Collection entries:
/---
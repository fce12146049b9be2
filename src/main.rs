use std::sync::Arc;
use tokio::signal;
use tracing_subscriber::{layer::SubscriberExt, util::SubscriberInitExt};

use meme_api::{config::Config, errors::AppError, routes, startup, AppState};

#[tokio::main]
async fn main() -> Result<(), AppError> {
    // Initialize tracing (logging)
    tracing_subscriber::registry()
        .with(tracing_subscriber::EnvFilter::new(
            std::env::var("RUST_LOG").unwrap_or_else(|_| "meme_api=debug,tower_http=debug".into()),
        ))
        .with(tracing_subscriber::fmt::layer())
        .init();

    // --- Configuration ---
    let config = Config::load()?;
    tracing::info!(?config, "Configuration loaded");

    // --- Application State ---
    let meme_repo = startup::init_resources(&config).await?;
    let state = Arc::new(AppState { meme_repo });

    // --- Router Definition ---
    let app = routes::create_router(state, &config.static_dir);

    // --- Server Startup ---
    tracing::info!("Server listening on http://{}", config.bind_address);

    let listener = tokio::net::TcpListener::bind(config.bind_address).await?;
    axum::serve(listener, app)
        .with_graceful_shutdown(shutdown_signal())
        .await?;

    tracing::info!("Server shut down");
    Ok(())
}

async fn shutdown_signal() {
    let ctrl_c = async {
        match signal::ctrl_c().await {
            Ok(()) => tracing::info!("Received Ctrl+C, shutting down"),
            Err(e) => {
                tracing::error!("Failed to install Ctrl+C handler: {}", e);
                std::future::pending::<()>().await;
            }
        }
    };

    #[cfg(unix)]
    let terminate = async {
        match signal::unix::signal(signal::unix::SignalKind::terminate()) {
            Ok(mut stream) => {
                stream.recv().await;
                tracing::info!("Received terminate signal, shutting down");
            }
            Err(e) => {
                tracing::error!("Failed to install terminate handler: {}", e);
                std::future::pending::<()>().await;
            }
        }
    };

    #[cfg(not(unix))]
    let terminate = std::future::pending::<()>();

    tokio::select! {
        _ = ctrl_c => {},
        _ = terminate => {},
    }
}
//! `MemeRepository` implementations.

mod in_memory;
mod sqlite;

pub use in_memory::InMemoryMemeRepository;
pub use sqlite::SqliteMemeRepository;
\---
/---
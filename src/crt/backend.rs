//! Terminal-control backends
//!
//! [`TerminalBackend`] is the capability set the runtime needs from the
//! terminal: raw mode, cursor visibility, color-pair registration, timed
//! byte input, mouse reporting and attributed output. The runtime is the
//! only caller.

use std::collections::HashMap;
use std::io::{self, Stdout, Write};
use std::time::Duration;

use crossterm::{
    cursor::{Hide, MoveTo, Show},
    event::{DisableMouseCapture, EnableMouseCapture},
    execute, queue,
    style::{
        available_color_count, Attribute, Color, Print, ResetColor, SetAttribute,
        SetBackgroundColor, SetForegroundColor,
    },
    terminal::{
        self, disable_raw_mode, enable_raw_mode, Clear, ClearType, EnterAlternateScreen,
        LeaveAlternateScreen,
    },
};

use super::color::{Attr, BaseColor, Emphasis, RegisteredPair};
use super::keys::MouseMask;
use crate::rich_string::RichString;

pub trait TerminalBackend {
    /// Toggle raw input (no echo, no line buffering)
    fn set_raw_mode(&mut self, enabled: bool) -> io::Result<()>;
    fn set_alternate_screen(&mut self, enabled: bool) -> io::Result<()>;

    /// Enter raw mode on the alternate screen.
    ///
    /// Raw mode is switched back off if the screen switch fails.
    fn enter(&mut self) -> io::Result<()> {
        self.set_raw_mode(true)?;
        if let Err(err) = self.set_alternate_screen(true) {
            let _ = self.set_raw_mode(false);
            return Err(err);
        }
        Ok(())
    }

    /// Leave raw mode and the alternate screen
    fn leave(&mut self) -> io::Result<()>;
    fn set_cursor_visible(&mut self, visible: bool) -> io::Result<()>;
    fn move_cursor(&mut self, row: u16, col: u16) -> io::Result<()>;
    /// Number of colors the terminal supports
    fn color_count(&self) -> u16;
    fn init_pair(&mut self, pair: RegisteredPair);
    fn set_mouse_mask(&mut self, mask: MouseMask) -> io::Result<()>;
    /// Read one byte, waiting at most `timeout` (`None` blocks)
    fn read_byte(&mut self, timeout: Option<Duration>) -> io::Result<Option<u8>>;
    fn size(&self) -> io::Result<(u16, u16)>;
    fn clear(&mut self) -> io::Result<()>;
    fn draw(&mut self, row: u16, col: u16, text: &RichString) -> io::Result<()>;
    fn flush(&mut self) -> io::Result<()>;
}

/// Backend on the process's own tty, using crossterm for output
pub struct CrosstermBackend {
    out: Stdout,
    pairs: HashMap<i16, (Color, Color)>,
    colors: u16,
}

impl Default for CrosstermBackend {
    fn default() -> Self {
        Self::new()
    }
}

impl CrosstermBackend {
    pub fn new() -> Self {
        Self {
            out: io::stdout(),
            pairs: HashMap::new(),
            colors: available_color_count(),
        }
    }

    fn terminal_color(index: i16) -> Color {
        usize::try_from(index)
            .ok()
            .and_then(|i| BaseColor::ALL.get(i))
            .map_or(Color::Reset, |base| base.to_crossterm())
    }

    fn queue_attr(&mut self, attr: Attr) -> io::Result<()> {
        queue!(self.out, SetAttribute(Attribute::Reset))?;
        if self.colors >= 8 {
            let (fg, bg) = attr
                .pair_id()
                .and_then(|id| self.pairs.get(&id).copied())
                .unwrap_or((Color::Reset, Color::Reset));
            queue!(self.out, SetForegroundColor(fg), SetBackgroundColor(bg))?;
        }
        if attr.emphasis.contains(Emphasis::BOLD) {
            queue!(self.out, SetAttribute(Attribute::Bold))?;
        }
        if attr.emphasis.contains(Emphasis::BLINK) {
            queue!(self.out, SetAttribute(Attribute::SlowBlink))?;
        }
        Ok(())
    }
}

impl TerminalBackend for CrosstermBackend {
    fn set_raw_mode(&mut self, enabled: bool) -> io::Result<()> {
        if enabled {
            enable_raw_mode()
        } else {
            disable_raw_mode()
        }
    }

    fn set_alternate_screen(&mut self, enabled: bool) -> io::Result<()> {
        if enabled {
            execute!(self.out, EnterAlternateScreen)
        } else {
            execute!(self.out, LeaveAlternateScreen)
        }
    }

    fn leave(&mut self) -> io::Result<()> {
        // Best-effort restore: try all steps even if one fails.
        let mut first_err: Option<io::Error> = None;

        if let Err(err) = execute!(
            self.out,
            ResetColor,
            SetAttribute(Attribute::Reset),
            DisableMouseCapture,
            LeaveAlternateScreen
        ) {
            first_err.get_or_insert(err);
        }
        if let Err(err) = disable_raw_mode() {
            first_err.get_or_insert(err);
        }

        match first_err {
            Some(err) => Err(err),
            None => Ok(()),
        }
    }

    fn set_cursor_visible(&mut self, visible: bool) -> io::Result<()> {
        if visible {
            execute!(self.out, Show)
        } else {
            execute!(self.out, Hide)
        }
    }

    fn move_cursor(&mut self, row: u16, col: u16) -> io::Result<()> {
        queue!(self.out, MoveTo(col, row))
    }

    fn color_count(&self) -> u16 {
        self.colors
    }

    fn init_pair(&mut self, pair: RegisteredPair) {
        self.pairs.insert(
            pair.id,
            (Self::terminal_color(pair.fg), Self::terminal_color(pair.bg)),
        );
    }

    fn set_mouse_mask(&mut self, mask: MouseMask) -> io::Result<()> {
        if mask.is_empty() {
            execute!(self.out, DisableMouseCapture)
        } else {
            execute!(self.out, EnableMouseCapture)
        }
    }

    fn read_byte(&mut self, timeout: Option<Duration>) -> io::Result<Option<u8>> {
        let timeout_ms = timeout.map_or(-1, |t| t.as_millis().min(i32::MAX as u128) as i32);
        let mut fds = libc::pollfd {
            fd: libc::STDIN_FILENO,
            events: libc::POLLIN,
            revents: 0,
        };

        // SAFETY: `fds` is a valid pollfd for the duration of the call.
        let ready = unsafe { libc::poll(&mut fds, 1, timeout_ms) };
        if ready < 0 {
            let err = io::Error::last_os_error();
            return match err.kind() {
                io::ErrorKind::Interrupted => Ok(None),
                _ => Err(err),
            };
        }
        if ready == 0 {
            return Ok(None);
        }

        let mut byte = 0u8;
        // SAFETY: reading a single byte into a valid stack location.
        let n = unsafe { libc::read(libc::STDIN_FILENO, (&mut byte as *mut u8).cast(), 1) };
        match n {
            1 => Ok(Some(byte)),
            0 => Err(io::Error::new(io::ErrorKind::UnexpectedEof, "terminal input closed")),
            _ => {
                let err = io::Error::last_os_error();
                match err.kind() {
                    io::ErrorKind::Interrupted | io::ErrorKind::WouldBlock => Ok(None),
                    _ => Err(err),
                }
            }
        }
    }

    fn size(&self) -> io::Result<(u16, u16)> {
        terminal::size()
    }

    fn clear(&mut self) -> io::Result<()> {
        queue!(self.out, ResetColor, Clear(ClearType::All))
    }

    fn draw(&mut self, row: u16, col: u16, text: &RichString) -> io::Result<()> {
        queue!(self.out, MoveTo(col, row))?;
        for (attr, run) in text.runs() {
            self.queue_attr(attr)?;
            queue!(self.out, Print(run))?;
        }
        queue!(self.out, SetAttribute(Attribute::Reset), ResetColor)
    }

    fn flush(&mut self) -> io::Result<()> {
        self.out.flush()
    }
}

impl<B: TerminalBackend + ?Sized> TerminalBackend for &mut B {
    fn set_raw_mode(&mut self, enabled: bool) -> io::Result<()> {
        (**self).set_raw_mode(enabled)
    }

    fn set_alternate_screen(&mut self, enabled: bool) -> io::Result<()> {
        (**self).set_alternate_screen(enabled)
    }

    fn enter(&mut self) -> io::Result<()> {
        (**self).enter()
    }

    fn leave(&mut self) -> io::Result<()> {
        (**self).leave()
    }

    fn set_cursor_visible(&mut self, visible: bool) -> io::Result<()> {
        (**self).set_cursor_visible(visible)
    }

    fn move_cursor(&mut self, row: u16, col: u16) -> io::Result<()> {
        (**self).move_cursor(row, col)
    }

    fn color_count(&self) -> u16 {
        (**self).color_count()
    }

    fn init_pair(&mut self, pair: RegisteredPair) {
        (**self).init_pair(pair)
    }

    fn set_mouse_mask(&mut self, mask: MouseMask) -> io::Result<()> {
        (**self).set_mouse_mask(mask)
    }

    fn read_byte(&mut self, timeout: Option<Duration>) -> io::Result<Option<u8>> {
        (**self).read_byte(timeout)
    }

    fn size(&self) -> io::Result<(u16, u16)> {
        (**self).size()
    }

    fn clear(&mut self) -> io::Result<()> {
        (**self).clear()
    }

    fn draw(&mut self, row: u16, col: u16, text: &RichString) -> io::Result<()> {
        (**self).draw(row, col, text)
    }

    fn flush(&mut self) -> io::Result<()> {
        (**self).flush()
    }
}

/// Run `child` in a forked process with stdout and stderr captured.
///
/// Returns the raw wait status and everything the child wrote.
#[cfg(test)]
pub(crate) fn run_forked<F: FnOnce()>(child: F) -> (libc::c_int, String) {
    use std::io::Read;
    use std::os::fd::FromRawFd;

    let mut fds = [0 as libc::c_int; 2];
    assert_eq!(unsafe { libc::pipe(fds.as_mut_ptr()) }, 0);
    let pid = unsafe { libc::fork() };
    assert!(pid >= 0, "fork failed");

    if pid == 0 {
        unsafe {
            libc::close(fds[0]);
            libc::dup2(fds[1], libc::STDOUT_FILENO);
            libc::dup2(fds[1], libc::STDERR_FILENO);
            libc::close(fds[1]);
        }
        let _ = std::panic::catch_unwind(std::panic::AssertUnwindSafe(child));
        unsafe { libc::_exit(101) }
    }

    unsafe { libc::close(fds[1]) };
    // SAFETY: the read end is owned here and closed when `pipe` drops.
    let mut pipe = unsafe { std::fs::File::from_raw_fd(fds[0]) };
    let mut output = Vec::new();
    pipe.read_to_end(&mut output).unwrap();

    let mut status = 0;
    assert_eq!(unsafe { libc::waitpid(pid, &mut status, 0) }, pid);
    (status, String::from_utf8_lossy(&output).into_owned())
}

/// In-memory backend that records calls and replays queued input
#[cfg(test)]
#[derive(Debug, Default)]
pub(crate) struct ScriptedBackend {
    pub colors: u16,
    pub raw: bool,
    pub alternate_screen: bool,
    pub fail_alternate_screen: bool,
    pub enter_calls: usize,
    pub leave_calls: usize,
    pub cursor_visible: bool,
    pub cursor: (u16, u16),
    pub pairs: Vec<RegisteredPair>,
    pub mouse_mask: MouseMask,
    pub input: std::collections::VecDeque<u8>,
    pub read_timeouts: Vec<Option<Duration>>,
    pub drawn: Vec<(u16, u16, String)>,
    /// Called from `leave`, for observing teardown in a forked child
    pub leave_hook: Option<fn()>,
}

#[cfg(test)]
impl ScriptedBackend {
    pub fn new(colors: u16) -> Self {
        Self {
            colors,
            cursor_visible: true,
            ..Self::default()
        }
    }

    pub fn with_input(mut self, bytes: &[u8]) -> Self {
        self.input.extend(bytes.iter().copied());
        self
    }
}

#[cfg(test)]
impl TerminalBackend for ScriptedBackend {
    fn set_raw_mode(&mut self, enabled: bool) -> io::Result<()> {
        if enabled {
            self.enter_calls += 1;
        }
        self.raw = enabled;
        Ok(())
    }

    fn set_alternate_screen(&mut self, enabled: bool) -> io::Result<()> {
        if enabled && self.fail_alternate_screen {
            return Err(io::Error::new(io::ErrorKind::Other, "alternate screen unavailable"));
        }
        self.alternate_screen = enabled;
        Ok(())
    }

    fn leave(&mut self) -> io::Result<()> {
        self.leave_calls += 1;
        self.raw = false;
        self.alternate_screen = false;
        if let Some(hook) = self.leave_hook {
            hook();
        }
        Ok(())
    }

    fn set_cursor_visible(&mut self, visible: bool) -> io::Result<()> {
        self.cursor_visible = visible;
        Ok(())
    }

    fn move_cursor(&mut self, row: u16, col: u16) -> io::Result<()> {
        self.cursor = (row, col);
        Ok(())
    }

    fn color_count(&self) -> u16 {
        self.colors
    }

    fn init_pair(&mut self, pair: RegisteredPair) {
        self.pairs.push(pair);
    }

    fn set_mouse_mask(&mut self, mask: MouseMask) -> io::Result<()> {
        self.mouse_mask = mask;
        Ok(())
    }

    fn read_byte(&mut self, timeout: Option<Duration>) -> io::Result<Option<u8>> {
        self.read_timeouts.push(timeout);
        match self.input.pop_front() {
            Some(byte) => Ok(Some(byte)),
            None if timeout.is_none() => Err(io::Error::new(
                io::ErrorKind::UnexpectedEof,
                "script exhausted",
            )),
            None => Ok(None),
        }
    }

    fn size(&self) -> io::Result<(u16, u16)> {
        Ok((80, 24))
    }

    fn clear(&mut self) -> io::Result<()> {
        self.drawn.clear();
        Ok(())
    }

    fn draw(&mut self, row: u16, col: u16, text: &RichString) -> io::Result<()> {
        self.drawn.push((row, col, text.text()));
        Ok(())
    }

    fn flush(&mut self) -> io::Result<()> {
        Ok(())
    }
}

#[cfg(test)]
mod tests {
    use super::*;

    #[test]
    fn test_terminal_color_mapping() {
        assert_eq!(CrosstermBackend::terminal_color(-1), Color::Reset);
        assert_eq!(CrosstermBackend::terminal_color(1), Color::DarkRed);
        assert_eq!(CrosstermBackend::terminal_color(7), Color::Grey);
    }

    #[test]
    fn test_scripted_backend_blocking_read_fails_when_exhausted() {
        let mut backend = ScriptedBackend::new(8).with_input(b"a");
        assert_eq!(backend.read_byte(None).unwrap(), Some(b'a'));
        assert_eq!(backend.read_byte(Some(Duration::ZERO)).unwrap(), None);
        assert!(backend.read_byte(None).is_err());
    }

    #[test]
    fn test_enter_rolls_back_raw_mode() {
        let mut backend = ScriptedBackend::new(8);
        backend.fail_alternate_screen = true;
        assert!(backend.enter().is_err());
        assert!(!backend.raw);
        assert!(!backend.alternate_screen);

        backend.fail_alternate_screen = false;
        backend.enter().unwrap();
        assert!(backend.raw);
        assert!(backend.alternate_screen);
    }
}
\---
TASK BRIEF >>
Starting with the line above that holds "#[cfg(unix)]" and stopping with the line that holds "mod in_memory;", reproduce each line exactly, omitting all other lines.

SOLUTION TO THE EXERCISE >>
    #[cfg(unix)]
    let terminate = async {
        match signal::unix::signal(signal::unix::SignalKind::terminate()) {
            Ok(mut stream) => {
                stream.recv().await;
                tracing::info!("Received terminate signal, shutting down");
            }
            Err(e) => {
                tracing::error!("Failed to install terminate handler: {}", e);
                std::future::pending::<()>().await;
            }
        }
    };

    #[cfg(not(unix))]
    let terminate = std::future::pending::<()>();

    tokio::select! {
        _ = ctrl_c => {},
        _ = terminate => {},
    }
}
//! `MemeRepository` implementations.

mod in_memory;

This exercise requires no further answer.